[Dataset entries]
_ _ _ _ _

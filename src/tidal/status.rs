use std::fmt;

use serde::{Deserialize, Serialize};
use tracing::debug;

/// Result code carried next to every piece of returned content.
///
/// `Success` (1) is the only value for which the content is valid. Every
/// other value is zero or negative and means the content is absent or
/// partial.
#[derive(Debug, Clone, Copy, PartialEq, Eq, Hash, Default, Serialize, Deserialize)]
#[repr(i32)]
pub enum DomainStatus {
    /// HTTP 200, 201 or 204.
    Success = 1,
    /// Any other non-2xx answer.
    #[default]
    Unclassified = 0,
    /// No HTTP exchange completed.
    TransportFailure = -1,
    /// HTTP 404.
    NotFound = -2,
    /// HTTP 412: the ETag sent with the request is stale.
    PreconditionFailed = -4,
    /// HTTP 401, even after the pre-call refresh.
    Unauthorized = -8,
    /// HTTP 400 on an index-addressed request.
    BadRequestIndex = -9,
    /// HTTP 400 on a favorite add or delete.
    BadRequestFavorite = -11,
}

impl DomainStatus {
    pub fn code(self) -> i32 {
        self as i32
    }

    pub fn is_success(self) -> bool {
        self == DomainStatus::Success
    }

    pub fn from_code(code: i32) -> Option<Self> {
        match code {
            1 => Some(DomainStatus::Success),
            0 => Some(DomainStatus::Unclassified),
            -1 => Some(DomainStatus::TransportFailure),
            -2 => Some(DomainStatus::NotFound),
            -4 => Some(DomainStatus::PreconditionFailed),
            -8 => Some(DomainStatus::Unauthorized),
            -9 => Some(DomainStatus::BadRequestIndex),
            -11 => Some(DomainStatus::BadRequestFavorite),
            _ => None,
        }
    }
}

impl fmt::Display for DomainStatus {
    fn fmt(&self, f: &mut fmt::Formatter<'_>) -> fmt::Result {
        let text = match self {
            DomainStatus::Success => "success",
            DomainStatus::Unclassified => "unclassified failure",
            DomainStatus::TransportFailure => "transport failure",
            DomainStatus::NotFound => "resource not found",
            DomainStatus::PreconditionFailed => "precondition failed",
            DomainStatus::Unauthorized => "unauthorized",
            DomainStatus::BadRequestIndex => "bad request (invalid index)",
            DomainStatus::BadRequestFavorite => "bad request (favorite)",
        };
        write!(f, "{} ({})", text, self.code())
    }
}

/// What happened at the transport level.
#[derive(Debug, Clone, Copy, PartialEq, Eq)]
pub enum Outcome {
    /// An HTTP exchange completed with this status code.
    Completed(u16),
    /// No HTTP exchange completed.
    Failed,
}

/// Which kind of request produced the answer. Only HTTP 400 depends on it.
#[derive(Debug, Clone, Copy, PartialEq, Eq, Default)]
pub enum RequestContext {
    #[default]
    General,
    /// Requests addressing a playlist entry by index.
    Index,
    /// Adding or removing a user favorite.
    Favorite,
}

/// Error document returned by the API alongside a non-2xx status.
#[derive(Debug, Clone, Default, PartialEq, Eq, Serialize, Deserialize)]
#[serde(rename_all = "camelCase")]
pub struct ErrorBody {
    #[serde(default)]
    pub status: Option<u16>,
    #[serde(default, alias = "sub_status")]
    pub sub_status: Option<u64>,
    #[serde(default)]
    pub user_message: Option<String>,
}

impl ErrorBody {
    /// Decodes an error document, returning `None` for empty or non-JSON bodies.
    pub fn parse(body: &[u8]) -> Option<Self> {
        if body.is_empty() {
            return None;
        }
        serde_json::from_slice(body).ok()
    }
}

/// Maps a transport outcome and HTTP status to a [`DomainStatus`].
///
/// Total over every input: unknown statuses fall into `Unclassified`. The
/// error body never changes the code, it only feeds diagnostics.
pub fn classify(
    outcome: Outcome,
    context: RequestContext,
    error_body: Option<&ErrorBody>,
) -> DomainStatus {
    let status = match outcome {
        Outcome::Failed => DomainStatus::TransportFailure,
        Outcome::Completed(200 | 201 | 204) => DomainStatus::Success,
        Outcome::Completed(400) => match context {
            RequestContext::Favorite => DomainStatus::BadRequestFavorite,
            RequestContext::Index | RequestContext::General => DomainStatus::BadRequestIndex,
        },
        Outcome::Completed(401) => DomainStatus::Unauthorized,
        Outcome::Completed(404) => DomainStatus::NotFound,
        Outcome::Completed(412) => DomainStatus::PreconditionFailed,
        Outcome::Completed(_) => DomainStatus::Unclassified,
    };

    debug!(
        ?outcome,
        ?context,
        code = status.code(),
        user_message = error_body.and_then(|b| b.user_message.as_deref()),
        "classified response"
    );

    status
}

/// Human readable diagnostic for a failed call.
pub fn describe(status: DomainStatus, resource_id: Option<&str>, body: Option<&ErrorBody>) -> String {
    let mut message = match (status, resource_id) {
        (DomainStatus::NotFound, Some(id)) => format!("resource {} not found", id),
        (DomainStatus::PreconditionFailed, Some(id)) => format!("resource {} eTag invalid", id),
        (_, Some(id)) => format!("{} for {}", status, id),
        (_, None) => status.to_string(),
    };

    if let Some(user_message) = body.and_then(|b| b.user_message.as_deref()) {
        message.push_str(": ");
        message.push_str(user_message);
    }

    message
}
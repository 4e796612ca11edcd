//! # CLI Module
//!
//! User-facing commands of `tidlcli`. Each command opens a [`Session`],
//! calls one or more endpoint adapters from [`crate::tidal`] and renders
//! the returned [`ContentAggregate`] as tables.
//!
//! ## Command Categories
//!
//! ### Authentication
//!
//! - [`login`] - Runs the device-code flow and stores the credentials
//! - [`logout`] - Invalidates the token and removes the credential file
//! - [`whoami`] - Shows the logged-in user
//!
//! ### Catalogue
//!
//! - [`track`], [`album`], [`artist`], [`mix`] - Show one entity and its items
//! - [`search`] - Search artists, albums, tracks, videos and playlists
//! - [`stream`] - Print the stream URLs of a track or video
//!
//! ### User Library
//!
//! - [`playlist`] and the `playlist_*` commands - Read and edit playlists
//! - [`favorites`] - List, add or remove favorites
//!
//! ## Sessions
//!
//! Catalogue commands accept `--demo` and then run with the client id only.
//! Every other command restores the session stored by `tidlcli login`; the
//! token is refreshed transparently when it is about to expire.
//!
//! ## Error Handling
//!
//! Transport and authentication failures end the command with an
//! `error!`. A non-success [`DomainStatus`] is reported with its code and
//! the server's message.
//!
//! ## Usage Patterns
//!
//! ```bash
//! tidlcli login                       # Authorize this device
//! tidlcli search "daft punk"          # Search the catalogue
//! tidlcli album 17927863              # Show an album and its tracks
//! tidlcli playlist                    # List your playlists
//! tidlcli favorites tracks --add 1234 # Add a favorite track
//! ```

use std::{sync::Arc, time::Duration};

use indicatif::{ProgressBar, ProgressStyle};

use crate::{
    config, error,
    management::ContentAggregate,
    tidal::{DomainStatus, HttpTransport, Session, SessionConfig},
    warning,
};

mod albums;
mod artists;
mod auth;
mod favorites;
mod playlist;
mod search;
mod tracks;

pub use albums::album;
pub use artists::artist;
pub use artists::ArtistView;
pub use auth::login;
pub use auth::logout;
pub use auth::whoami;
pub use favorites::favorites;
pub use playlist::playlist;
pub use playlist::playlist_add;
pub use playlist::playlist_create;
pub use playlist::playlist_delete;
pub use playlist::playlist_move;
pub use playlist::playlist_remove;
pub use search::search;
pub use tracks::mix;
pub use tracks::stream;
pub use tracks::track;

/// Page size used by listing commands.
pub const PAGE_SIZE: u64 = 50;

fn session_config() -> SessionConfig {
    match config::session_config() {
        Ok(c) => c,
        Err(e) => error!("Invalid configuration. Err: {}", e),
    }
}

fn transport(config: &SessionConfig) -> Arc<HttpTransport> {
    match HttpTransport::new(config.timeout) {
        Ok(t) => Arc::new(t),
        Err(e) => error!("Cannot create HTTP client. Err: {}", e),
    }
}

/// Restores the stored session, or a demo session when `demo` is set.
async fn open_session(demo: bool) -> Session {
    let config = session_config();
    let transport = transport(&config);

    if demo {
        return Session::demo(config, transport);
    }

    match Session::restore(config, transport).await {
        Ok(session) => session,
        Err(e) => error!(
            "No stored login. Please run tidlcli login\n Error: {}",
            e
        ),
    }
}

fn spinner(message: &str) -> ProgressBar {
    let pb = ProgressBar::new_spinner();
    pb.set_message(message.to_string());
    pb.enable_steady_tick(Duration::from_millis(100));
    if let Ok(style) = ProgressStyle::with_template("{spinner:.blue} {msg}") {
        pb.set_style(style.tick_chars("⠋⠙⠹⠸⠼⠴⠦⠧⠇⠏"));
    }
    pb
}

/// Returns false and prints the diagnostic when the call did not succeed.
fn check(content: &ContentAggregate) -> bool {
    if content.is_success() {
        return true;
    }
    warning!(
        "{}",
        content
            .message()
            .map(str::to_string)
            .unwrap_or_else(|| content.status().to_string())
    );
    false
}

fn report_status(action: &str, status: DomainStatus) {
    if status.is_success() {
        crate::success!("{}", action);
    } else {
        warning!("{} failed: {}", action, status);
    }
}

_ _ _ _ _

• _REQUIREMENT_: The lines to copy are those above that contain "tidlcli".

• _ANSWER BOX_:
//! User-facing commands of `tidlcli`. Each command opens a [`Session`],
//! Every other command restores the session stored by `tidlcli login`; the
//! tidlcli login                       # Authorize this device
//! tidlcli search "daft punk"          # Search the catalogue
//! tidlcli album 17927863              # Show an album and its tracks
//! tidlcli playlist                    # List your playlists
//! tidlcli favorites tracks --add 1234 # Add a favorite track
            "No stored login. Please run tidlcli login\n Error: {}",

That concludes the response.